It helps, of course, that the episode intentionally takes on a much more interesting date scenario than the standard dinner date. The concept of a weekend trip first date (something that really happened to one of the show’s writers, according to Ansari) allows for fun little moments between Dev and Rachel that wouldn’t be nearly as engaging in a stationary date situation. Denise is right: Normal dates are boring. And a normal date episode of television would likely be boring, too. Master Of None, instead, plops these characters into a totally new environment and allows them to explore it together while also exploring each other.


And just because the date goes largely well, that doesn’t mean it isn’t without its awkward moments. When Dev and Rachel first meet up, Ansari especially embodies the nervous energy that usually comes with first dates. Yet again, Ansari and Yang write hyperrealistic dialogue here, sometimes as simple as Dev’s earnest “what’s going on?” as they’re waiting for their coffees. Rachel and Dev have a natural rapport with each other, and their ability to constantly roll with each others’ bits has consistently made these two so charming every time they interact on the show. That ability is epitomized by their ongoing ghost shenanigans as Alfred, Baby Justin, and the ghost koala from Sydney who is a vegetarian but eats octopus.

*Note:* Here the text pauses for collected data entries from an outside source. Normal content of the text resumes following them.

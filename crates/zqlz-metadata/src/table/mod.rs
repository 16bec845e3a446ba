//! Physical table model
//!
//! [`PhysicalTable`] owns one lazily loaded child collection per kind it
//! supports. What a table supports is decided once, at construction, from
//! its listing row; the capabilities are exposed through [`HasPartitions`],
//! [`HasIndexes`] and [`HasColumns`].

mod column;
mod index;
mod partition;
mod physical;


use async_trait::async_trait;
use std::sync::Arc;
use zqlz_core::{Connection, ProgressMonitor, Row};

use crate::error::{MetadataError, MetadataResult};

pub use column::{ColumnFetcher, TableColumn};
pub use index::{IndexFetcher, TableIndex};
pub use partition::{PartitionFetcher, PartitionInfo, TablePartition};
pub use physical::{PhysicalTable, TableDescriptor, TableKind};

#[async_trait]
pub trait HasPartitions {
    async fn partitions(
        &self,
        conn: &dyn Connection,
        monitor: &dyn ProgressMonitor,
    ) -> MetadataResult<Vec<Arc<TablePartition>>>;

    async fn partition(
        &self,
        conn: &dyn Connection,
        monitor: &dyn ProgressMonitor,
        name: &str,
    ) -> MetadataResult<Option<Arc<TablePartition>>>;
}

#[async_trait]
pub trait HasIndexes {
    async fn indexes(
        &self,
        conn: &dyn Connection,
        monitor: &dyn ProgressMonitor,
    ) -> MetadataResult<Vec<Arc<TableIndex>>>;

    async fn index(
        &self,
        conn: &dyn Connection,
        monitor: &dyn ProgressMonitor,
        name: &str,
    ) -> MetadataResult<Option<Arc<TableIndex>>>;
}

#[async_trait]
pub trait HasColumns {
    async fn columns(
        &self,
        conn: &dyn Connection,
        monitor: &dyn ProgressMonitor,
    ) -> MetadataResult<Vec<Arc<TableColumn>>>;

    async fn column(
        &self,
        conn: &dyn Connection,
        monitor: &dyn ProgressMonitor,
        name: &str,
    ) -> MetadataResult<Option<Arc<TableColumn>>>;
}

#[async_trait]
impl HasPartitions for Arc<PhysicalTable> {
    async fn partitions(
        &self,
        conn: &dyn Connection,
        monitor: &dyn ProgressMonitor,
    ) -> MetadataResult<Vec<Arc<TablePartition>>> {
        PhysicalTable::partitions(self, conn, monitor).await
    }

    async fn partition(
        &self,
        conn: &dyn Connection,
        monitor: &dyn ProgressMonitor,
        name: &str,
    ) -> MetadataResult<Option<Arc<TablePartition>>> {
        PhysicalTable::partition(self, conn, monitor, name).await
    }
}

#[async_trait]
impl HasIndexes for Arc<PhysicalTable> {
    async fn indexes(
        &self,
        conn: &dyn Connection,
        monitor: &dyn ProgressMonitor,
    ) -> MetadataResult<Vec<Arc<TableIndex>>> {
        PhysicalTable::indexes(self, conn, monitor).await
    }

    async fn index(
        &self,
        conn: &dyn Connection,
        monitor: &dyn ProgressMonitor,
        name: &str,
    ) -> MetadataResult<Option<Arc<TableIndex>>> {
        PhysicalTable::index(self, conn, monitor, name).await
    }
}

#[async_trait]
impl HasColumns for Arc<PhysicalTable> {
    async fn columns(
        &self,
        conn: &dyn Connection,
        monitor: &dyn ProgressMonitor,
    ) -> MetadataResult<Vec<Arc<TableColumn>>> {
        PhysicalTable::columns(self, conn, monitor).await
    }

    async fn column(
        &self,
        conn: &dyn Connection,
        monitor: &dyn ProgressMonitor,
        name: &str,
    ) -> MetadataResult<Option<Arc<TableColumn>>> {
        PhysicalTable::column(self, conn, monitor, name).await
    }
}

/// Numeric column that may be NULL or absent, but must parse when present
pub(crate) fn optional_i64(
    row: &Row,
    column: &str,
    kind: &'static str,
    parent: &str,
) -> MetadataResult<Option<i64>> {
    match row.get_by_name(column) {
        None => Ok(None),
        Some(value) if value.is_null() => Ok(None),
        Some(value) => value
            .as_i64()
            .map(Some)
            .ok_or_else(|| MetadataError::Mapping {
                kind,
                parent: parent.to_string(),
                message: format!("{} is not a number: {}", column, value),
            }),
    }
}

The weirder Rachel and Dev get with each other, the more fun they have, and it’s really fucking adorable. There’s so much sweetness and sincerity in “Nashville,” but it never feels too schmaltzy or contrived. They just have really great chemistry together, and Noël Wells is very funny every step of the way. Dev and Rachel work well together, but again, it isn’t a flawless first date. They aren’t always on target. Dev makes a comeback joke that makes zero sense, and he realizes it immediately, calling himself out. Rachel and Dev are two very real people on a very real, albeit adventurous, date that’s cute at times, awkward at others, but often both. And it’s in those hybrid moments that we get some of the best character work. “Nashville” doesn’t lean too hard into the small conflicts that arise along the way. Yes, Rachel doesn’t eat meat, but instead of just having Dev hit that difference between them way too hard, the episode takes it in another sweet direction. Dev laments over the lack of splitsies in his hypothetical future with Rachel for a brief moment, but she secretly buys him the chicken drummies anyway, and he remembers why he likes her in the first place. The framing of the napping scene is really fantastic, and neither character even needs to speak for the point to get across: It’s kind of weird and uncomfortable to nap in a hotel bed with someone you still only barely know. But it’s the exciting kind of weird and uncomfortable that’s around a lot in the early stages of a relationship.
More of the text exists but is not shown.